As the name suggests, rubber reins consist of a leather, webbing or synthetic material core, coated in textured rubber. Many of us associate these with bright colours and riding schools. However, they’re great for all levels of rider from beginners to showjumpers! They provide exceptional grip, even when wet. This can help us keep our reins even and our contact consistent.

One Sided Rubber Reins

One Sided Rubber Reins

Best described as a hybrid, one sided rubber reins feature a smooth leather outer with a textured rubber lining. These are often the choice of dressage riders. They’re elegant in appearance, while offering improved grip. A less bulky alternative to full rubber reins, they’re supple and flexible. This offers a better ‘feel’ and a softer connection between horse and rider.

Plaited  & Laced Reins

Plaited & Laced Reins

Pretty and practical, laced and plaited reins are often used for showing. Plaited reins are made by braiding 5 strands of leather, while laced reins feature central holes used to create a woven pattern. These styles are renowned for their classic appearance, with the added benefit of improved grip.

Plain Leather Reins

Plain Leather Reins

Smart, stylish and simple, plain leather reins are the most basic style. Don’t be deceived though, this doesn’t mean they’re the easiest to use! Uncoated and marker free, these are really only used by advanced and competitive riders. Supple, flexible and smooth, they allow for quick adjustments, a soft contact and precise rein aids.

Continental Reins

Continental Reins

Continental or web reins are arguably the most common style. They're made using webbing, with incremental markers. Used by many of us for everyday riding, their texture provides grip to prevent them slipping through our fingers, while the markers ensure they stay even and the correct length.

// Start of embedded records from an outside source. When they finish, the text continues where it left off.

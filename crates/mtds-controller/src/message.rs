//! Control-plane message schema
//!
//! Every message is a CBOR map whose `type` field names the variant. Decoding
//! first reads the tag so that an unrecognised tag and a malformed payload
//! are reported as different errors.

use ciborium::Value;
use mtds_types::MtdsError;
use serde::{Deserialize, Serialize};
use thiserror::Error;

/// Name of the discriminant field
pub const TAG_FIELD: &str = "type";

/// Worker announces itself and the address of its reply socket
#[derive(Debug, Clone, PartialEq, Eq, Serialize, Deserialize)]
pub struct RegisterMsg {
    pub instance_id: String,
    pub worker_id: u32,
    pub ip: String,
    pub port: u16,
}

/// Worker leaves the cluster
#[derive(Debug, Clone, PartialEq, Eq, Serialize, Deserialize)]
pub struct DeRegisterMsg {
    pub instance_id: String,
    pub worker_id: u32,
    pub ip: String,
    pub port: u16,
}

/// A chunk became resident in a backend
#[derive(Debug, Clone, PartialEq, Eq, Serialize, Deserialize)]
pub struct KvAdmitMsg {
    pub instance_id: String,
    pub worker_id: u32,
    pub key: String,
    pub location: String,
}

/// A chunk left a backend
#[derive(Debug, Clone, PartialEq, Eq, Serialize, Deserialize)]
pub struct KvEvictMsg {
    pub instance_id: String,
    pub worker_id: u32,
    pub key: String,
    pub location: String,
}

/// Controller asks the worker to drop cached chunks; `None` drops everything
#[derive(Debug, Clone, PartialEq, Eq, Serialize, Deserialize)]
pub struct ClearWorkerMsg {
    pub tokens: Option<Vec<u32>>,
}

/// Reply to [`ClearWorkerMsg`]; `success` is false when nothing was removed
#[derive(Debug, Clone, PartialEq, Eq, Serialize, Deserialize)]
pub struct ClearWorkerRetMsg {
    pub success: bool,
}

/// Reply to any request the worker could not serve
#[derive(Debug, Clone, PartialEq, Eq, Serialize, Deserialize)]
pub struct ErrorMsg {
    pub error: String,
}

/// Every message that travels the control plane
#[derive(Debug, Clone, PartialEq, Eq, Serialize, Deserialize)]
#[serde(tag = "type")]
pub enum Msg {
    #[serde(rename = "RegisterMsg")]
    Register(RegisterMsg),
    #[serde(rename = "DeRegisterMsg")]
    DeRegister(DeRegisterMsg),
    #[serde(rename = "KVAdmitMsg")]
    KvAdmit(KvAdmitMsg),
    #[serde(rename = "KVEvictMsg")]
    KvEvict(KvEvictMsg),
    #[serde(rename = "ClearWorkerMsg")]
    ClearWorker(ClearWorkerMsg),
    #[serde(rename = "ClearWorkerRetMsg")]
    ClearWorkerRet(ClearWorkerRetMsg),
    #[serde(rename = "ErrorMsg")]
    Error(ErrorMsg),
}

/// Tags [`Msg::decode`] accepts
pub const KNOWN_TAGS: [&str; 7] = [
    "RegisterMsg",
    "DeRegisterMsg",
    "KVAdmitMsg",
    "KVEvictMsg",
    "ClearWorkerMsg",
    "ClearWorkerRetMsg",
    "ErrorMsg",
];

/// Why a frame could not be turned into a [`Msg`]
#[derive(Debug, Clone, PartialEq, Eq, Error)]
pub enum DecodeError {
    #[error("unknown message type {0:?}")]
    UnknownTag(String),
    #[error("malformed message: {0}")]
    Malformed(String),
}

impl From<DecodeError> for MtdsError {
    fn from(err: DecodeError) -> Self {
        MtdsError::protocol(err.to_string())
    }
}

impl Msg {
    pub fn tag(&self) -> &'static str {
        match self {
            Msg::Register(_) => "RegisterMsg",
            Msg::DeRegister(_) => "DeRegisterMsg",
            Msg::KvAdmit(_) => "KVAdmitMsg",
            Msg::KvEvict(_) => "KVEvictMsg",
            Msg::ClearWorker(_) => "ClearWorkerMsg",
            Msg::ClearWorkerRet(_) => "ClearWorkerRetMsg",
            Msg::Error(_) => "ErrorMsg",
        }
    }

    /// Whether the worker sends this on its push channel
    pub fn is_worker_event(&self) -> bool {
        matches!(
            self,
            Msg::Register(_) | Msg::DeRegister(_) | Msg::KvAdmit(_) | Msg::KvEvict(_)
        )
    }

    pub fn encode(&self) -> mtds_types::Result<Vec<u8>> {
        let mut buf = Vec::new();
        ciborium::into_writer(self, &mut buf)
            .map_err(|e| MtdsError::serialization(format!("Failed to encode {}: {}", self.tag(), e)))?;
        Ok(buf)
    }

    pub fn decode(bytes: &[u8]) -> Result<Msg, DecodeError> {
        let value: Value =
            ciborium::from_reader(bytes).map_err(|e| DecodeError::Malformed(e.to_string()))?;
        let tag = message_tag(&value)?;
        if !KNOWN_TAGS.contains(&tag.as_str()) {
            return Err(DecodeError::UnknownTag(tag));
        }
        value
            .deserialized()
            .map_err(|e| DecodeError::Malformed(format!("{}: {}", tag, e)))
    }
}

fn message_tag(value: &Value) -> Result<String, DecodeError> {
    let Value::Map(entries) = value else {
        return Err(DecodeError::Malformed("message is not a map".to_string()));
    };
    entries
        .iter()
        .find_map(|(k, v)| match (k, v) {
            (Value::Text(k), Value::Text(tag)) if k == TAG_FIELD => Some(tag.clone()),
            _ => None,
        })
        .ok_or_else(|| DecodeError::Malformed(format!("missing {:?} field", TAG_FIELD)))
}

macro_rules! impl_into_msg {
    ($($ty:ident => $variant:ident),* $(,)?) => {
        $(
            impl From<$ty> for Msg {
                fn from(msg: $ty) -> Self {
                    Msg::$variant(msg)
                }
            }
        )*
    };
}

impl_into_msg! {
    RegisterMsg => Register,
    DeRegisterMsg => DeRegister,
    KvAdmitMsg => KvAdmit,
    KvEvictMsg => KvEvict,
    ClearWorkerMsg => ClearWorker,
    ClearWorkerRetMsg => ClearWorkerRet,
    ErrorMsg => Error,
}
//! Token-chunk keyed cache engine over the configured storage backends

use mtds_controller::{CacheEngine, KvAdmitMsg, KvEvictMsg, Msg, Worker};
use mtds_memory::{AllocatorStats, MemoryAllocator, MemoryObject};
use mtds_storage::{
    completion, create_memory_allocator, create_storage_backends, Completion, PutTask,
    StorageBackend, StorageBackends,
};
use mtds_types::{CacheEngineKey, EngineConfig, EngineMetadata, MtdsError, Result};
use parking_lot::Mutex;
use sha2::{Digest, Sha256};
use std::sync::{Arc, Weak};
use tokio::runtime::Handle;
use tracing::{debug, info, warn};

/// Chained SHA-256 over `tokens`, one hex digest per chunk of `chunk_size`.
///
/// Each digest covers the previous digest and the chunk's tokens, so a hash
/// identifies the whole prefix up to the end of its chunk. A trailing partial
/// chunk gets a hash too.
pub fn chunk_hashes(tokens: &[u32], chunk_size: usize) -> Vec<String> {
    let mut hashes = Vec::with_capacity(tokens.len().div_ceil(chunk_size.max(1)));
    let mut prev: Option<String> = None;
    for chunk in tokens.chunks(chunk_size.max(1)) {
        let mut hasher = Sha256::new();
        if let Some(prev) = &prev {
            hasher.update(prev.as_bytes());
        }
        for token in chunk {
            hasher.update(token.to_le_bytes());
        }
        let digest = hex::encode(hasher.finalize());
        hashes.push(digest.clone());
        prev = Some(digest);
    }
    hashes
}

/// A put that a backend refused at submission
#[derive(Debug)]
pub struct StoreFailure {
    pub backend: String,
    pub key: CacheEngineKey,
    pub error: MtdsError,
}

/// Puts issued by [`StorageEngine::store`].
///
/// Every submitted task is returned even when other tiers refused theirs,
/// so callers can always wait for the writes that do read their objects.
#[derive(Debug, Default)]
pub struct StoreOutcome {
    pub tasks: Vec<PutTask>,
    pub failures: Vec<StoreFailure>,
}

impl StoreOutcome {
    /// Nothing was submitted and nothing failed
    pub fn is_empty(&self) -> bool {
        self.tasks.is_empty() && self.failures.is_empty()
    }

    /// Wait for every submitted put, then report the first failure, refused
    /// submissions first
    pub fn wait(self) -> Result<()> {
        let mut first_error = self.failures.into_iter().next().map(|f| f.error);
        for task in self.tasks {
            if let Err(e) = task.wait() {
                first_error.get_or_insert(e);
            }
        }
        first_error.map_or(Ok(()), Err)
    }
}

type WorkerSlot = Arc<Mutex<Option<Worker>>>;

fn notify(worker: &WorkerSlot, msg: Msg) {
    if let Some(worker) = worker.lock().as_ref() {
        if let Err(e) = worker.put_msg(msg) {
            warn!("Dropping cache event: {}", e);
        }
    }
}

/// Stores KV chunks of token sequences across every configured backend
#[derive(Debug)]
pub struct StorageEngine {
    config: EngineConfig,
    metadata: EngineMetadata,
    allocator: Arc<dyn MemoryAllocator>,
    backends: StorageBackends,
    runtime: Handle,
    worker: WorkerSlot,
}

impl StorageEngine {
    /// Build the allocator and backends named by `config`; backend transfers
    /// are scheduled on `runtime`
    pub fn new(config: EngineConfig, metadata: EngineMetadata, runtime: Handle) -> Result<Self> {
        config.validate()?;
        let allocator = create_memory_allocator(&config)?;
        let backends = create_storage_backends(&config, runtime.clone(), allocator.clone())?;
        info!(
            "Storage engine for {} (worker {}/{}) ready with chunk size {}",
            metadata.model_name, metadata.worker_id, metadata.world_size, config.chunk_size
        );
        Ok(Self {
            config,
            metadata,
            allocator,
            backends,
            runtime,
            worker: Arc::new(Mutex::new(None)),
        })
    }

    /// Start the control-plane worker if the controller is enabled.
    ///
    /// The worker only holds a weak handle, so dropping the last `Arc` of the
    /// engine deregisters and stops it.
    pub fn start_worker(self: &Arc<Self>) -> Result<()> {
        if !self.config.enable_controller {
            return Ok(());
        }
        let mut slot = self.worker.lock();
        if slot.is_some() {
            return Err(MtdsError::already_exists("Worker already started"));
        }
        let engine: Arc<dyn CacheEngine> = self.clone();
        let engine: Weak<dyn CacheEngine> = Arc::downgrade(&engine);
        *slot = Some(Worker::new(&self.config, &self.metadata, engine)?);
        Ok(())
    }

    /// Deregister and stop the worker, if one is running
    pub fn close(&self) {
        // Release the slot before joining; the worker thread may be inside
        // `clear`, which takes the same lock to report evictions
        let worker = self.worker.lock().take();
        if let Some(mut worker) = worker {
            worker.close();
        }
    }

    pub fn config(&self) -> &EngineConfig {
        &self.config
    }

    pub fn metadata(&self) -> &EngineMetadata {
        &self.metadata
    }

    pub fn backends(&self) -> &StorageBackends {
        &self.backends
    }

    pub fn memory_allocator(&self) -> &Arc<dyn MemoryAllocator> {
        &self.allocator
    }

    pub fn allocator_stats(&self) -> AllocatorStats {
        self.allocator.stats()
    }

    /// One key per chunk of `tokens`
    pub fn keys_for(&self, tokens: &[u32]) -> Vec<CacheEngineKey> {
        chunk_hashes(tokens, self.config.chunk_size)
            .into_iter()
            .map(|hash| self.metadata.key_for(hash))
            .collect()
    }

    fn admit_event(&self, key: &CacheEngineKey, backend: &str) -> Msg {
        KvAdmitMsg {
            instance_id: self.config.instance_id.clone(),
            worker_id: self.metadata.worker_id,
            key: key.to_string(),
            location: backend.to_string(),
        }
        .into()
    }

    fn evict_event(&self, key: &CacheEngineKey, backend: &str) -> Msg {
        KvEvictMsg {
            instance_id: self.config.instance_id.clone(),
            worker_id: self.metadata.worker_id,
            key: key.to_string(),
            location: backend.to_string(),
        }
        .into()
    }

    /// Report the admission once `task` succeeds. Already resolved tasks are
    /// handled inline; the rest are watched on the runtime.
    fn admit_on_success(&self, task: PutTask, admit: Msg) -> PutTask {
        if task.is_done() {
            let result = task.wait();
            if result.is_ok() {
                notify(&self.worker, admit);
            }
            return Completion::ready(result);
        }
        let (resolver, watched) = completion();
        let worker = self.worker.clone();
        self.runtime.spawn(async move {
            let result = task.await;
            if result.is_ok() {
                notify(&worker, admit);
            }
            resolver.resolve(result);
        });
        watched
    }

    /// Put one object per chunk of `tokens` into every backend that does not
    /// already hold it. Chunks beyond `objs.len()` are ignored.
    ///
    /// A backend refusing a put does not stop the others. Wait for every
    /// returned task before reusing `objs`.
    pub fn store(&self, tokens: &[u32], objs: &[MemoryObject]) -> StoreOutcome {
        let mut outcome = StoreOutcome::default();
        for (key, obj) in self.keys_for(tokens).iter().zip(objs) {
            for (name, backend) in self.backends.iter() {
                if backend.contains(key, true) {
                    continue;
                }
                match backend.submit_put_task(key, obj) {
                    Ok(task) => {
                        let admit = self.admit_event(key, name);
                        outcome.tasks.push(self.admit_on_success(task, admit));
                    }
                    Err(error) => {
                        warn!("{} refused chunk {}: {}", name, key, error);
                        outcome.failures.push(StoreFailure {
                            backend: name.to_string(),
                            key: key.clone(),
                            error,
                        });
                    }
                }
            }
        }
        debug!(
            "Submitted {} puts for {} tokens ({} refused)",
            outcome.tasks.len(),
            tokens.len(),
            outcome.failures.len()
        );
        outcome
    }

    fn find(&self, key: &CacheEngineKey) -> Option<&Arc<dyn StorageBackend>> {
        self.backends
            .iter()
            .map(|(_, backend)| backend)
            .find(|backend| backend.contains(key, false))
    }

    /// Number of leading tokens whose chunks are all stored somewhere
    pub fn lookup(&self, tokens: &[u32]) -> usize {
        let chunk_size = self.config.chunk_size;
        let hits = self
            .keys_for(tokens)
            .iter()
            .take_while(|key| self.find(key).is_some())
            .count();
        (hits * chunk_size).min(tokens.len())
    }

    /// Fetch the stored prefix of `tokens`, stopping at the first missing chunk
    pub fn retrieve(&self, tokens: &[u32]) -> Result<Vec<MemoryObject>> {
        let mut objs = Vec::new();
        for key in self.keys_for(tokens) {
            let Some(backend) = self.find(&key) else {
                break;
            };
            objs.push(backend.get_blocking(&key)?);
        }
        Ok(objs)
    }
}

impl Drop for StorageEngine {
    fn drop(&mut self) {
        self.close();
    }
}

impl CacheEngine for StorageEngine {
    fn clear(&self, tokens: Option<&[u32]>) -> Result<usize> {
        let mut removed = 0;
        match tokens {
            None => {
                for (name, backend) in self.backends.iter() {
                    for key in backend.keys() {
                        notify(&self.worker, self.evict_event(&key, name));
                    }
                    removed += backend.clear()?;
                }
            }
            Some(tokens) => {
                for key in self.keys_for(tokens) {
                    for (name, backend) in self.backends.iter() {
                        if backend.remove(&key)? {
                            removed += 1;
                            notify(&self.worker, self.evict_event(&key, name));
                        }
                    }
                }
            }
        }
        info!("Cleared {} cache entries", removed);
        Ok(removed)
    }
}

Care & Maintenance of Reins


Almost all reins will feature some leather. So, no matter which style yours are, you’ll need to know this! It’s really important to clean your reins after every use. If we don’t take care of our reins, sweat and grease from our horses can leave the leather dry, brittle and at risk of breaking. Not only is this dangerous, it means we may need to resort to heavy conditioners and oils. Ideally, we want to avoid this as they can make the leather slippery and hard to grip. So, we’d recommend picking a residue free 2-in-1 product that cleans and lightly conditions in one step.

Horseman's One Step
Horseman's One Step

RRP £11.99

  • For use on leather & synthetics.
  • Cleans & conditions.
  • Restores shine.
  • No water needed.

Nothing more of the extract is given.